* [WHAT THE TASK REQUIRES]:
The required output is the complete data, repeated without alteration.

*** Opening of DATA EXTRACTS ***

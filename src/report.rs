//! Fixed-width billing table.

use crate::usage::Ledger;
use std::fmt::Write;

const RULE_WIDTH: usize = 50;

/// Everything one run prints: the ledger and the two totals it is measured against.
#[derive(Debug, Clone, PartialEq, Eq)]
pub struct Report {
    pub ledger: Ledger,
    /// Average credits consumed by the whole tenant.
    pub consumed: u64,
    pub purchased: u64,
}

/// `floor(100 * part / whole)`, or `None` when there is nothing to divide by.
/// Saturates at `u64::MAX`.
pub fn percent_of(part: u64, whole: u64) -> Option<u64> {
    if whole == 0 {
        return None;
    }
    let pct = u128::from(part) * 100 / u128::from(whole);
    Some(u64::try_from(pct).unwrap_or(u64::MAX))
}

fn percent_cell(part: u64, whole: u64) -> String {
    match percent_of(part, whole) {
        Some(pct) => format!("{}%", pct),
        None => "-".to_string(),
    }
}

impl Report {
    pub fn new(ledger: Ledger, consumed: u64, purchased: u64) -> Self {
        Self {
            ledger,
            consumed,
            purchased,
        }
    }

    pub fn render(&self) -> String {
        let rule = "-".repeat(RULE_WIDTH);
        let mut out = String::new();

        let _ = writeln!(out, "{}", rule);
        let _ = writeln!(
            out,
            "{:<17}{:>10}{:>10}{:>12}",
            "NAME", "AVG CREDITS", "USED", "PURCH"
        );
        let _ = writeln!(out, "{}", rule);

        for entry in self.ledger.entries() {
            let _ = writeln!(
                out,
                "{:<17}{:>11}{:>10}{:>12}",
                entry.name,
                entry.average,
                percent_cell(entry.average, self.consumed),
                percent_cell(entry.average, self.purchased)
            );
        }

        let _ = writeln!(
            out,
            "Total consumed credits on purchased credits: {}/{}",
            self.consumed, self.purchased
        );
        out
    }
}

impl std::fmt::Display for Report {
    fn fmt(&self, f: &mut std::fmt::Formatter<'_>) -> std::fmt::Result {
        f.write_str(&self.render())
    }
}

*** Close of DATA EXTRACTS ***

* [EXPECTED ANSWER]:
filename src/report.rs
//! Fixed-width billing table.

use crate::usage::Ledger;
use std::fmt::Write;

const RULE_WIDTH: usize = 50;

/// Everything one run prints: the ledger and the two totals it is measured against.
#[derive(Debug, Clone, PartialEq, Eq)]
pub struct Report {
    pub ledger: Ledger,
    /// Average credits consumed by the whole tenant.
    pub consumed: u64,
    pub purchased: u64,
}

/// `floor(100 * part / whole)`, or `None` when there is nothing to divide by.
/// Saturates at `u64::MAX`.
pub fn percent_of(part: u64, whole: u64) -> Option<u64> {
    if whole == 0 {
        return None;
    }
    let pct = u128::from(part) * 100 / u128::from(whole);
    Some(u64::try_from(pct).unwrap_or(u64::MAX))
}

fn percent_cell(part: u64, whole: u64) -> String {
    match percent_of(part, whole) {
        Some(pct) => format!("{}%", pct),
        None => "-".to_string(),
    }
}

impl Report {
    pub fn new(ledger: Ledger, consumed: u64, purchased: u64) -> Self {
        Self {
            ledger,
            consumed,
            purchased,
        }
    }

    pub fn render(&self) -> String {
        let rule = "-".repeat(RULE_WIDTH);
        let mut out = String::new();

        let _ = writeln!(out, "{}", rule);
        let _ = writeln!(
            out,
            "{:<17}{:>10}{:>10}{:>12}",
            "NAME", "AVG CREDITS", "USED", "PURCH"
        );
        let _ = writeln!(out, "{}", rule);

        for entry in self.ledger.entries() {
            let _ = writeln!(
                out,
                "{:<17}{:>11}{:>10}{:>12}",
                entry.name,
                entry.average,
                percent_cell(entry.average, self.consumed),
                percent_cell(entry.average, self.purchased)
            );
        }

        let _ = writeln!(
            out,
            "Total consumed credits on purchased credits: {}/{}",
            self.consumed, self.purchased
        );
        out
    }
}

impl std::fmt::Display for Report {
    fn fmt(&self, f: &mut std::fmt::Formatter<'_>) -> std::fmt::Result {
        f.write_str(&self.render())
    }
}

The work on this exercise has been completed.